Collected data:
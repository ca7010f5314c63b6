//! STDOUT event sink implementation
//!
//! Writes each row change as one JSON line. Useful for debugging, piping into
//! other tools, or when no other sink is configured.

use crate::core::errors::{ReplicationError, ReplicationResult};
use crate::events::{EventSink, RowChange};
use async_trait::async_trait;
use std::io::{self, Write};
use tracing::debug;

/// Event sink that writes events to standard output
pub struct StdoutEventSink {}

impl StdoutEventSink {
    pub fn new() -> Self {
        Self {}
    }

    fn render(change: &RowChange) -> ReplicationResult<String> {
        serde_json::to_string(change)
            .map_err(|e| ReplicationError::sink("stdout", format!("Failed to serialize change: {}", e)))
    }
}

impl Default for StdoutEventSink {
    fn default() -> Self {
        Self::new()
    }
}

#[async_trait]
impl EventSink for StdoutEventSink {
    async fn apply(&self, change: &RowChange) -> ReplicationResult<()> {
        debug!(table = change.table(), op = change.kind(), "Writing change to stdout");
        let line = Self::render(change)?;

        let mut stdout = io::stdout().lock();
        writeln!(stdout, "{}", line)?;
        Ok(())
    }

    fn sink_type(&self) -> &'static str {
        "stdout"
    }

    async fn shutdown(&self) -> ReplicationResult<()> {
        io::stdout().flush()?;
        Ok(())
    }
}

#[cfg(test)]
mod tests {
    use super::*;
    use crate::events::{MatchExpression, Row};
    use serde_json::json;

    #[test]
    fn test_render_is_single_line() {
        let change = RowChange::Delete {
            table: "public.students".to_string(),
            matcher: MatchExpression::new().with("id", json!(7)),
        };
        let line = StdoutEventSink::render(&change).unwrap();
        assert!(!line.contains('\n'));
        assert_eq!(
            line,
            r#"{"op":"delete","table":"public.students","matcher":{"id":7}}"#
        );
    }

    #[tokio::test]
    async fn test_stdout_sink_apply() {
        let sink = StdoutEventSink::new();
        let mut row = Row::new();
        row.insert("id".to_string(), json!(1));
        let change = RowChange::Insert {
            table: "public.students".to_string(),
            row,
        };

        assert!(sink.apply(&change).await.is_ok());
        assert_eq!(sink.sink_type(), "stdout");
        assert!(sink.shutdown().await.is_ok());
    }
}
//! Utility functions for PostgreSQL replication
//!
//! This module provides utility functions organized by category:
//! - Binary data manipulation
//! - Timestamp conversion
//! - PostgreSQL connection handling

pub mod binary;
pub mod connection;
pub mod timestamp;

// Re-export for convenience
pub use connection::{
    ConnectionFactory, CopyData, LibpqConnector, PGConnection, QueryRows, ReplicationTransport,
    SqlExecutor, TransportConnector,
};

__Exercise requirements__
Write the data out again. Match it word for word.

__Exercise result__
repository ca7010f5314c63b6
//! STDOUT event sink implementation
//!
//! Writes each row change as one JSON line. Useful for debugging, piping into
//! other tools, or when no other sink is configured.

use crate::core::errors::{ReplicationError, ReplicationResult};
use crate::events::{EventSink, RowChange};
use async_trait::async_trait;
use std::io::{self, Write};
use tracing::debug;

/// Event sink that writes events to standard output
pub struct StdoutEventSink {}

impl StdoutEventSink {
    pub fn new() -> Self {
        Self {}
    }

    fn render(change: &RowChange) -> ReplicationResult<String> {
        serde_json::to_string(change)
            .map_err(|e| ReplicationError::sink("stdout", format!("Failed to serialize change: {}", e)))
    }
}

impl Default for StdoutEventSink {
    fn default() -> Self {
        Self::new()
    }
}

#[async_trait]
impl EventSink for StdoutEventSink {
    async fn apply(&self, change: &RowChange) -> ReplicationResult<()> {
        debug!(table = change.table(), op = change.kind(), "Writing change to stdout");
        let line = Self::render(change)?;

        let mut stdout = io::stdout().lock();
        writeln!(stdout, "{}", line)?;
        Ok(())
    }

    fn sink_type(&self) -> &'static str {
        "stdout"
    }

    async fn shutdown(&self) -> ReplicationResult<()> {
        io::stdout().flush()?;
        Ok(())
    }
}

#[cfg(test)]
mod tests {
    use super::*;
    use crate::events::{MatchExpression, Row};
    use serde_json::json;

    #[test]
    fn test_render_is_single_line() {
        let change = RowChange::Delete {
            table: "public.students".to_string(),
            matcher: MatchExpression::new().with("id", json!(7)),
        };
        let line = StdoutEventSink::render(&change).unwrap();
        assert!(!line.contains('\n'));
        assert_eq!(
            line,
            r#"{"op":"delete","table":"public.students","matcher":{"id":7}}"#
        );
    }

    #[tokio::test]
    async fn test_stdout_sink_apply() {
        let sink = StdoutEventSink::new();
        let mut row = Row::new();
        row.insert("id".to_string(), json!(1));
        let change = RowChange::Insert {
            table: "public.students".to_string(),
            row,
        };

        assert!(sink.apply(&change).await.is_ok());
        assert_eq!(sink.sink_type(), "stdout");
        assert!(sink.shutdown().await.is_ok());
    }
}
//! Utility functions for PostgreSQL replication
//!
//! This module provides utility functions organized by category:
//! - Binary data manipulation
//! - Timestamp conversion
//! - PostgreSQL connection handling

pub mod binary;
pub mod connection;
pub mod timestamp;

// Re-export for convenience
pub use connection::{
    ConnectionFactory, CopyData, LibpqConnector, PGConnection, QueryRows, ReplicationTransport,
    SqlExecutor, TransportConnector,
};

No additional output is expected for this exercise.